Collaboration and knowledge sharing with a stick phone?

The humble stick phone may one day change the way we collaborate and learn. I am working on an article featuring YFonGlobal, a media company that, among other things, enables organizations to create what it calls communications venues. You know, what Intranets were once supposed to be.

Because YFonGlobal uses VoIP as one of the many underlying applicatons, it also loads its proprietary collaborative application (Windstorm) onto stick phones. Got me thinking, that an organization could host a knowledge-sharing program accessible from anywhere. Students will simply plug their stick phone into a USB port on any PC, in a hotel or cybercafe, and have the capability to interact with each other, and even instructors using all the collaborative tools loaded onto it. This includes free VoIP calls, of course.  Yes, YFonGlobal is also involved in distance learning.

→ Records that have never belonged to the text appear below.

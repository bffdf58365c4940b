use std::collections::HashSet;

use atelier_core::{AppError, AppResult, Locale};
use atelier_domain::{
    BlockValidation, BlueprintInstance, InstanceStatus, PageComposition,
    get_block_field_definition, validate_fields,
};
use serde_json::Value;
use tracing::info;

use super::BlueprintService;
use crate::content_ports::{
    CreateInstanceInput, PageComponentsPage, PageQuery, UpdateInstanceInput,
};

impl BlueprintService {
    /// Lists a page's instances in render order with their blueprints.
    pub async fn list_page_components(&self, page_id: &str) -> AppResult<Vec<BlueprintInstance>> {
        let instances = self.repository.list_page_instances(page_id).await?;
        let composition = PageComposition::from_instances(instances);
        self.with_blueprints(composition.into_instances()).await
    }

    /// Returns one window of a page's instances projected to `locale`.
    pub async fn page_components_page(
        &self,
        page_id: &str,
        locale: Locale,
        query: PageQuery,
    ) -> AppResult<PageComponentsPage> {
        let instances = PageComposition::from_instances(
            self.repository.list_page_instances(page_id).await?,
        )
        .into_instances();
        let total = instances.len();
        let items: Vec<_> = instances
            .iter()
            .skip(query.offset)
            .take(query.limit)
            .map(|instance| instance.localized_view(locale))
            .collect();
        let has_more = query.offset.saturating_add(items.len()) < total;

        Ok(PageComponentsPage {
            items,
            total,
            has_more,
        })
    }

    /// Replaces a page's ordered instance list and returns the stored list.
    ///
    /// Temporary ids and ids that do not belong to the page are replaced
    /// with server ids; `order` follows the submitted position.
    pub async fn save_page_components(
        &self,
        page_id: &str,
        instances: Vec<BlueprintInstance>,
    ) -> AppResult<Vec<BlueprintInstance>> {
        let blueprints = self.blueprints_by_id().await?;
        if let Some(unknown) = instances
            .iter()
            .find(|instance| !blueprints.contains_key(instance.blueprint_id()))
        {
            return Err(AppError::Validation(format!(
                "blueprint '{}' does not exist",
                unknown.blueprint_id()
            )));
        }

        let persisted: HashSet<String> = self
            .repository
            .list_page_instances(page_id)
            .await?
            .into_iter()
            .map(|instance| instance.id().to_owned())
            .collect();

        let mut seen = HashSet::new();
        let mut composition = PageComposition::new();
        for mut instance in instances {
            let keeps_id = !instance.has_temporary_id()
                && persisted.contains(instance.id())
                && seen.insert(instance.id().to_owned());
            if !keeps_id {
                instance.set_id(uuid::Uuid::new_v4().to_string());
            }
            instance.set_page_id(page_id);
            instance.clear_blueprint();
            composition.push(instance);
        }

        let stored = composition.into_instances();
        let count = stored.len();
        self.repository
            .replace_page_instances(page_id, stored.clone())
            .await?;
        info!(page_id = %page_id, count, "page components saved");

        self.with_blueprints(stored).await
    }

    /// Places one instance at the end of a page.
    pub async fn create_instance(&self, input: CreateInstanceInput) -> AppResult<BlueprintInstance> {
        let blueprint = self.require_blueprint(input.blueprint_id.as_str()).await?;
        let order = self
            .repository
            .list_page_instances(input.page_id.as_str())
            .await?
            .len();

        let mut instance = BlueprintInstance::new(uuid::Uuid::new_v4().to_string(), blueprint.id())
            .with_page_id(input.page_id)
            .with_data(input.data.clone(), input.data)
            .with_status(input.status.unwrap_or_default());
        instance.set_order(order);

        self.repository.save_instance(instance.clone()).await?;
        Ok(instance.with_blueprint(blueprint))
    }

    /// Merges data into one locale of an instance and updates its status.
    pub async fn update_instance(
        &self,
        id: &str,
        input: UpdateInstanceInput,
    ) -> AppResult<BlueprintInstance> {
        let mut instance = self.require_instance(id).await?;
        if let Some(data) = input.data {
            instance.merge_data(input.locale, data);
        }
        if let Some(status) = input.status {
            instance.set_status(status);
        }

        self.repository.save_instance(instance.clone()).await?;
        let blueprint = self.repository.find_blueprint(instance.blueprint_id()).await?;
        Ok(match blueprint {
            Some(blueprint) => instance.with_blueprint(blueprint),
            None => instance,
        })
    }

    /// Copies an instance as a draft at the end of its page.
    pub async fn duplicate_instance(&self, id: &str) -> AppResult<BlueprintInstance> {
        let source = self.require_instance(id).await?;
        let page_id = source
            .page_id()
            .ok_or_else(|| AppError::Internal(format!("component '{id}' has no page")))?
            .to_owned();
        let order = self.repository.list_page_instances(&page_id).await?.len();

        let mut copy = source.duplicate_as(uuid::Uuid::new_v4().to_string());
        copy.set_status(InstanceStatus::Draft);
        copy.set_order(order);
        copy.clear_blueprint();

        self.repository.save_instance(copy.clone()).await?;
        Ok(copy)
    }

    /// Deletes an instance and closes the gap it leaves on its page.
    pub async fn delete_instance(&self, id: &str) -> AppResult<()> {
        let instance = self.require_instance(id).await?;
        self.repository.delete_instance(id).await?;

        if let Some(page_id) = instance.page_id() {
            let remaining = PageComposition::from_instances(
                self.repository.list_page_instances(page_id).await?,
            );
            self.repository
                .replace_page_instances(page_id, remaining.into_instances())
                .await?;
        }
        Ok(())
    }

    /// Validates one locale of an instance. Blocks known to the registry
    /// use the registry schema; others use the blueprint's own fields.
    pub async fn validate_instance(&self, id: &str, locale: Locale) -> AppResult<BlockValidation> {
        let instance = self.require_instance(id).await?;
        let blueprint = self.require_blueprint(instance.blueprint_id()).await?;
        let data = Value::Object(instance.data(locale).clone());

        Ok(match get_block_field_definition(blueprint.name()) {
            Some(definition) => definition.validate_data(&data, locale),
            None => validate_fields(blueprint.fields(), &data, locale),
        })
    }
}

Speaking of online education, Bill Lanphear of OdysseyWare, a curriculum and technology company, is convinced that online education will soon catch up with the always-on student with Wiki-like rich-media applications that foster collaboration. "Students and teachers are writing blogs, making podcasts and creating their own vodcasts," he says. They are "moving like swarms of fish working in unison as
teams, seeking experiential learning, and using all forms of technology
for social networking."

So you have to wonder what’s keeping educators –and this includes companies – so far behind in knowledge sharing? Are they (a) suspicious that all these new media formats and sharing methods will detract from the content? Or (b) scared to death that administrators may never be able to keep up with all this new technology? Whatever the answer, Asking kids/employees to go to old media access points to engage in knowkledge sharing will not survive for much longer. Asking students to "park their cell phones, iPods, and
laptops outside the classroom" is ignoring reality –that "kids have woven
these devices into their personal learning spaces," says Lanphear.

On a related note, Pearson, the publishing/education company has announced plans to publish a business book titled "We are smarter than me" in wiki format.